オーツが先手で、それなりにいい勝負をしていたように思います。
図は、Yさんが▽4三角と打った局面です。
オーツの龍取りになっているとともに、オーツの玉頭をにらんで好位置に角を打ったわけです。オーツは、次に▽7六銀などで攻めてくるのだろうと思いました。そこで、龍取りを防ぐ意味で▲4一飛と打ちました。
ところが、実はこの角打ちが先手玉に対する詰めろになっていたのでした。▽8七角成、▲同玉、▽8六香、▲7八玉、▽8七金、▲6八玉、▽7六桂の7手詰めでした。オーツはまったく気がつかないままでした。
実に簡単に負けてしまいました。詰めろをうっかりすれば、すぐに負けてもしかたがないわけです。
Yさんは感想戦で、▽4三角と打ったときに▲7四歩が詰めろ逃れの詰めろになっていることを指摘しました。▽8七角成、▲同玉、▽8六香、▲同玉、▽7六金、▲8五玉という変化になったときに、▽7四銀が打てないというわけです。オーツは▲7四歩からの攻めがあるなとは思っていたのですが、まさかそれが詰めろ逃れの詰めろになっているとは驚きました。
というわけで、もしも先手が▲7四歩と打っていたら、後手としては▽同馬しかないわけです。そこで、▲8六桂と打てば、これも先手玉の詰めろを消している(前述の詰み手順の▽8六香が打てない)ということで、Yさんはここまで考えて▽4三角は良くなかったという意見でした。

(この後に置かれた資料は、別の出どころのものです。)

//! Database configuration module.
//!
//! Provides configuration structures for database connection management.

use std::env;

/// Database configuration
#[derive(Debug, Clone)]
pub struct DatabaseConfig {
    /// PostgreSQL connection URL
    pub database_url: String,

    /// Maximum number of connections in the pool
    pub max_connections: u32,

    /// Minimum number of connections in the pool
    pub min_connections: u32,

    /// Connection timeout in seconds
    pub connection_timeout_secs: u64,

    /// Idle connection timeout in seconds
    pub idle_timeout_secs: u64,

    /// Maximum connection lifetime in seconds
    pub max_lifetime_secs: u64,

    /// Per-query timeout in seconds applied by the stores
    pub query_timeout_secs: u64,
}

impl DatabaseConfig {
    /// Create configuration from environment variables
    ///
    /// Expected environment variables:
    /// - `DATABASE_URL`: PostgreSQL connection string (default: development URL)
    /// - `DB_MAX_CONNECTIONS`: Maximum pool size (default: 20)
    /// - `DB_MIN_CONNECTIONS`: Minimum pool size (default: 2)
    /// - `DB_CONNECTION_TIMEOUT`: Connection timeout in seconds (default: 10)
    /// - `DB_IDLE_TIMEOUT`: Idle timeout in seconds (default: 600)
    /// - `DB_MAX_LIFETIME`: Max lifetime in seconds (default: 1800)
    /// - `QUERY_TIMEOUT_SECS`: Per-query timeout in seconds (default: 5)
    ///
    /// Unparseable values fall back to their defaults.
    pub fn from_env() -> Self {
        let defaults = Self::development();
        Self {
            database_url: env::var("DATABASE_URL").unwrap_or(defaults.database_url),
            max_connections: parse_env_or("DB_MAX_CONNECTIONS", defaults.max_connections),
            min_connections: parse_env_or("DB_MIN_CONNECTIONS", defaults.min_connections),
            connection_timeout_secs: parse_env_or(
                "DB_CONNECTION_TIMEOUT",
                defaults.connection_timeout_secs,
            ),
            idle_timeout_secs: parse_env_or("DB_IDLE_TIMEOUT", defaults.idle_timeout_secs),
            max_lifetime_secs: parse_env_or("DB_MAX_LIFETIME", defaults.max_lifetime_secs),
            query_timeout_secs: parse_env_or("QUERY_TIMEOUT_SECS", defaults.query_timeout_secs),
        }
    }

    /// Create a default configuration for development
    ///
    /// Uses `postgres://postgres@localhost/tourney` as the database URL
    pub fn development() -> Self {
        Self {
            database_url: "postgres://postgres@localhost/tourney".to_string(),
            max_connections: 20,
            min_connections: 2,
            connection_timeout_secs: 10,
            idle_timeout_secs: 600,
            max_lifetime_secs: 1800,
            query_timeout_secs: 5,
        }
    }
}

impl Default for DatabaseConfig {
    fn default() -> Self {
        Self::development()
    }
}

fn parse_env_or<T: std::str::FromStr>(key: &str, default: T) -> T {
    env::var(key)
        .ok()
        .and_then(|v| v.parse().ok())
        .unwrap_or(default)
}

あとで水匠5で解析してみると、▲7四歩、▽同馬、▲8六桂に対しては、▽8七角成、▲同玉、▽9六銀、▲同香、▽同馬、▲8八玉、▽8七金、▲9九玉、▽9八香までの詰みがあり、▲8六桂が詰めろを消しているわけではありませんでした。
つまり、さかのぼって、▲7四歩の攻めは成り立たないということです。
では先手はどうするべきだったか。
図の局面の最善手は▲6五桂で、これで何と先手が有利だったというのが水匠5の結論です。オーツはまったく思いも寄らない展開で驚きました。
▲6五桂に対しては▽7二香が最善手であり、以下、▲6一龍、▽同金、▲7五金とすると、まだまだ熱戦が続いたということです。
何と将棋は奥が深いのでしょうか。
おもしろくなっていたはずの対局を、オーツのうっかりミスで台無しにしてしまったのでした。
しかし、後で調べて、感想戦で検討したことが実は間違いであるとわかったことは大きな収穫でした。